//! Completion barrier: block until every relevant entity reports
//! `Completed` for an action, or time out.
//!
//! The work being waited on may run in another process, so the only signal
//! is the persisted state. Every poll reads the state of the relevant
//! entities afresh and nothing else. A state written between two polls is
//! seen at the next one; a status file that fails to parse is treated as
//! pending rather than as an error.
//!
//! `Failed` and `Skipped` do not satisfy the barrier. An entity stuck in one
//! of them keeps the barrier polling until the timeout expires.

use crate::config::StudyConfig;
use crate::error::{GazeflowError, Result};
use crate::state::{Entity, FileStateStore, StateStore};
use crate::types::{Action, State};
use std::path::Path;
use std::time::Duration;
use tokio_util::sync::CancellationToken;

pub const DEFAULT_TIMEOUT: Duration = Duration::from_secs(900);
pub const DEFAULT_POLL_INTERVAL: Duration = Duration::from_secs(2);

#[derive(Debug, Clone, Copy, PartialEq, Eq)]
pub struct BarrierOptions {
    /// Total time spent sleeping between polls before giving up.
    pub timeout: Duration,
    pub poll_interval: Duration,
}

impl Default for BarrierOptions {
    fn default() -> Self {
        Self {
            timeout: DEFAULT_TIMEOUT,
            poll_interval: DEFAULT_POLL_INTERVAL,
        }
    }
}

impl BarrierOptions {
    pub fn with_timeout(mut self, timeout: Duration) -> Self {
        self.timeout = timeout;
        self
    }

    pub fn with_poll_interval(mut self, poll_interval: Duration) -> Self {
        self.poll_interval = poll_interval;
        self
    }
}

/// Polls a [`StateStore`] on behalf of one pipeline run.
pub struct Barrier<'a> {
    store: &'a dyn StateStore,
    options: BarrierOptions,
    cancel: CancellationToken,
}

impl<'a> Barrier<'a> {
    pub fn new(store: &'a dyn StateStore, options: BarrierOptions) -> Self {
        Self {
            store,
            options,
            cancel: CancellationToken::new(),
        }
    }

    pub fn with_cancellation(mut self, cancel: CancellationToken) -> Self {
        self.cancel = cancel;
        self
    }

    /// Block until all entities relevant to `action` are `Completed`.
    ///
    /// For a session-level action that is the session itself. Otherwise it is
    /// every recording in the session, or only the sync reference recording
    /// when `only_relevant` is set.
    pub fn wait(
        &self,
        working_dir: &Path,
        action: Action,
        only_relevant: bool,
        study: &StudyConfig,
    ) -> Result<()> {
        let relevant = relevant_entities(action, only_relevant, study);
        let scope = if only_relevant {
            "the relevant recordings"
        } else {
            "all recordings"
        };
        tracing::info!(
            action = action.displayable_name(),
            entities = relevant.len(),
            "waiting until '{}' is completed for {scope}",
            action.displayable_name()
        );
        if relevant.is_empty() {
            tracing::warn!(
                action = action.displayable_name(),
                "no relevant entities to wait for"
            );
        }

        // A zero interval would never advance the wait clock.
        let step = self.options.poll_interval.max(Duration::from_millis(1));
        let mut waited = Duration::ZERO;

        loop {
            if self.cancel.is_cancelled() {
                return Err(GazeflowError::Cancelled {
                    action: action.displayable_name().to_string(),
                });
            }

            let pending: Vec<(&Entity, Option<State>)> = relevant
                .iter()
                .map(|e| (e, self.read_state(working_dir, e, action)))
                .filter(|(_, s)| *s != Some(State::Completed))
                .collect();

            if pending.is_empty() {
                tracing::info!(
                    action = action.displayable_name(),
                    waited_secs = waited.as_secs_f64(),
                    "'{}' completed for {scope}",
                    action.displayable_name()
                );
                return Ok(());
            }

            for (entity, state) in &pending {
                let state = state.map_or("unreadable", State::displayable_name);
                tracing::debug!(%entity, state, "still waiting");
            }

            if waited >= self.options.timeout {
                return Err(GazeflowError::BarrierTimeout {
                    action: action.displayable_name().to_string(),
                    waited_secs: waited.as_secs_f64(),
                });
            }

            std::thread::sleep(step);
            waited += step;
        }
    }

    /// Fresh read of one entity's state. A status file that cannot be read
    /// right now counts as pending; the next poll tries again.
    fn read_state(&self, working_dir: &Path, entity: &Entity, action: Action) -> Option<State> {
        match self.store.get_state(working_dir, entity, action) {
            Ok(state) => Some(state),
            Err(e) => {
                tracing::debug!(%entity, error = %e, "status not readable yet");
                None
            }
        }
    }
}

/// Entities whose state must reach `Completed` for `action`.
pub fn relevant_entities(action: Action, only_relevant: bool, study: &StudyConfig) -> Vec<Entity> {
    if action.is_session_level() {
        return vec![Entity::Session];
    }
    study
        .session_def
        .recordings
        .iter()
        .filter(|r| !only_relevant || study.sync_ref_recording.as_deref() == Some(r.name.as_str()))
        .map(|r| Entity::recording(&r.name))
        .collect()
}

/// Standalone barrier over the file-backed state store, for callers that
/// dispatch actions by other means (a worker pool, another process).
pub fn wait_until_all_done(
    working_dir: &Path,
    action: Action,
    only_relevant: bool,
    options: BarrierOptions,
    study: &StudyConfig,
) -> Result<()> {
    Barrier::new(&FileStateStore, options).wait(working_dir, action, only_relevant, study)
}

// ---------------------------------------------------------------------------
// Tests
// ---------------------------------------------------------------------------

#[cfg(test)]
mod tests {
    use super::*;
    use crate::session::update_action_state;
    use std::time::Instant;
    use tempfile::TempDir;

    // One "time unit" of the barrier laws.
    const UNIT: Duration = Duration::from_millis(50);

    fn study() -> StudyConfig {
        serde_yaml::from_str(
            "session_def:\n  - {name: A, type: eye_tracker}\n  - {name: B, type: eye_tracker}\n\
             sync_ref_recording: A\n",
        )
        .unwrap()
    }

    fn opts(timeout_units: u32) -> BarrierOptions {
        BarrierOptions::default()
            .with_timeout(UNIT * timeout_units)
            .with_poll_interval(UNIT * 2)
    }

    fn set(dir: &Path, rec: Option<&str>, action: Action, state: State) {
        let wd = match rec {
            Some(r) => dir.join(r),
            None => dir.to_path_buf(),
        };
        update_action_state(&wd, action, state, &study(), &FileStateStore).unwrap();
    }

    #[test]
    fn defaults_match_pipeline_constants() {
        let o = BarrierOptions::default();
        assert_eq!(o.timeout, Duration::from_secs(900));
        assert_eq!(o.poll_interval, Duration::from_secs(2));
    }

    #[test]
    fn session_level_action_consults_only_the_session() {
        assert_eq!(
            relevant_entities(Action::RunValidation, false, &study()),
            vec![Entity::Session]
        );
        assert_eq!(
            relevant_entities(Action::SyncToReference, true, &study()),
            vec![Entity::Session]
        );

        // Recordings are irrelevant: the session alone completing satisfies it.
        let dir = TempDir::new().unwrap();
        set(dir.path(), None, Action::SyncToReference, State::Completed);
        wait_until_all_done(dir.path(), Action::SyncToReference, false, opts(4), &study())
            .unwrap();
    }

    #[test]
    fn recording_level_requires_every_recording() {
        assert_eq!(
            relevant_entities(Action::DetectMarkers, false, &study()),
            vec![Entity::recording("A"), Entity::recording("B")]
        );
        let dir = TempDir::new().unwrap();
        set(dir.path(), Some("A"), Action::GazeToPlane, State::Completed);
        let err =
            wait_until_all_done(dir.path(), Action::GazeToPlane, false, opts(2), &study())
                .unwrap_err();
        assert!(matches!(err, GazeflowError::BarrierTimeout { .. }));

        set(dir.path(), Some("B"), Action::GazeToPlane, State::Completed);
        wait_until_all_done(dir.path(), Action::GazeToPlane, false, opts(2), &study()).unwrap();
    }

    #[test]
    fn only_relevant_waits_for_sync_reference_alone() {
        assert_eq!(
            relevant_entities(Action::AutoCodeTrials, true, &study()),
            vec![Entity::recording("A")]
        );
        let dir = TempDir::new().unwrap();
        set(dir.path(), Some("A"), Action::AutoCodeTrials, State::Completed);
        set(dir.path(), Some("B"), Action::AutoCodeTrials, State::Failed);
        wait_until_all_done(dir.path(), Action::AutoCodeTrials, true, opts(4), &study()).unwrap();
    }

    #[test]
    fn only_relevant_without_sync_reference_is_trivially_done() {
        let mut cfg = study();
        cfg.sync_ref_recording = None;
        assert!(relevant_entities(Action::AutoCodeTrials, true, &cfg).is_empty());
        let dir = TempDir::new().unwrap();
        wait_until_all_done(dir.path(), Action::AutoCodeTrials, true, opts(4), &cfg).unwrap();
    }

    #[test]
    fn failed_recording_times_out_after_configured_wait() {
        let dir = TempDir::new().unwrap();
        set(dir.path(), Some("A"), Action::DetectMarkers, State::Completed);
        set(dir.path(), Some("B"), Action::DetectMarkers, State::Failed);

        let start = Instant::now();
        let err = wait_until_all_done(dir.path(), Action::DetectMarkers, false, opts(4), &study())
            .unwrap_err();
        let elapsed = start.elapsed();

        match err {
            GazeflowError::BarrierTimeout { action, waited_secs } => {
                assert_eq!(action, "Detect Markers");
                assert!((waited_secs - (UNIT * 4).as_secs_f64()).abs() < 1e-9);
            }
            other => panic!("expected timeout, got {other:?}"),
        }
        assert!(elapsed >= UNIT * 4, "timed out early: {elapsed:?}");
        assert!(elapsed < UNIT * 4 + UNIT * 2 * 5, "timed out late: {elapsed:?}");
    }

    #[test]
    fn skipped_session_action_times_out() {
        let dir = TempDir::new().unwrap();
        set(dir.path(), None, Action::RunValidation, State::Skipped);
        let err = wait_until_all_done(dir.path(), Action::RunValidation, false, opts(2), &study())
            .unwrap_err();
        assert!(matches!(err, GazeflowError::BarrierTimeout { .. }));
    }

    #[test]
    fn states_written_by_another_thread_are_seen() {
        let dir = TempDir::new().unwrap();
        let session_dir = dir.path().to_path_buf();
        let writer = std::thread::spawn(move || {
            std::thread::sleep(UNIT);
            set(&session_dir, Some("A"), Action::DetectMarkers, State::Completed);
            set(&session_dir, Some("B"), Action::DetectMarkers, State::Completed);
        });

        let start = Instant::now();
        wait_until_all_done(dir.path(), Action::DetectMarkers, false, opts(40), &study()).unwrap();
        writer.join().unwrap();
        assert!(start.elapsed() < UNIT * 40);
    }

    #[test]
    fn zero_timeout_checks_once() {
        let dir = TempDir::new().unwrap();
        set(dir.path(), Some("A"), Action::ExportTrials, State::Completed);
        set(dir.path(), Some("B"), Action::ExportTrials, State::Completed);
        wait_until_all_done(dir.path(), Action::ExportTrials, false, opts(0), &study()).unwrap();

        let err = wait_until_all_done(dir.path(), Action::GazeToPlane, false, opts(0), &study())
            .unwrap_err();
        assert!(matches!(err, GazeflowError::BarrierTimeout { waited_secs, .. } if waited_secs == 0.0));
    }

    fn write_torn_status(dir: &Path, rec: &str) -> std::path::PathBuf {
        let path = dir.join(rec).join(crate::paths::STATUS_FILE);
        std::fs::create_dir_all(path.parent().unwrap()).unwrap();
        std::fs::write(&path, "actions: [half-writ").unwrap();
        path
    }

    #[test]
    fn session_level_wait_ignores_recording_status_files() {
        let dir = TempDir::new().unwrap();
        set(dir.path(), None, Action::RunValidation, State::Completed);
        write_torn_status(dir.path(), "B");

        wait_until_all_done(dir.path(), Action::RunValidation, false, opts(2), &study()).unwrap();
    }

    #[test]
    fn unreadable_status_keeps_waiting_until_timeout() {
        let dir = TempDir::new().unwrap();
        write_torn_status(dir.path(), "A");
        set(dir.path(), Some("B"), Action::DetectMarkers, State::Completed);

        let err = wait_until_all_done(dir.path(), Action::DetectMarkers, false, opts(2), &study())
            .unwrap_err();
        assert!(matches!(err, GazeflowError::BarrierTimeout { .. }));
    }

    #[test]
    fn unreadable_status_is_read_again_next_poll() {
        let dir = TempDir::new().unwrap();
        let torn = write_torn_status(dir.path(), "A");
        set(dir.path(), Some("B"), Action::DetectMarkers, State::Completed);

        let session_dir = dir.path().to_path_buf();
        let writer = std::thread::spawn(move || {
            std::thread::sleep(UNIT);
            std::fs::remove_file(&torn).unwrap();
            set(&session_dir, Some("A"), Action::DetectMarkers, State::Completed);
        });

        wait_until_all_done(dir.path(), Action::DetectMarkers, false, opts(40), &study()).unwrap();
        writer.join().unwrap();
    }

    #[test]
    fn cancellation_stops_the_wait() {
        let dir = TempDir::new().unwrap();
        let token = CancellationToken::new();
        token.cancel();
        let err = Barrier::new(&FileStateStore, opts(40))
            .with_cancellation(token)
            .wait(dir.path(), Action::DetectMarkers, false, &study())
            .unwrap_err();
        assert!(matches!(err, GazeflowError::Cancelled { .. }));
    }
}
______________________________
From the material above, return every line that contains "Result".

use crate::error::{GazeflowError, Result};
    ) -> Result<()> {
) -> Result<()> {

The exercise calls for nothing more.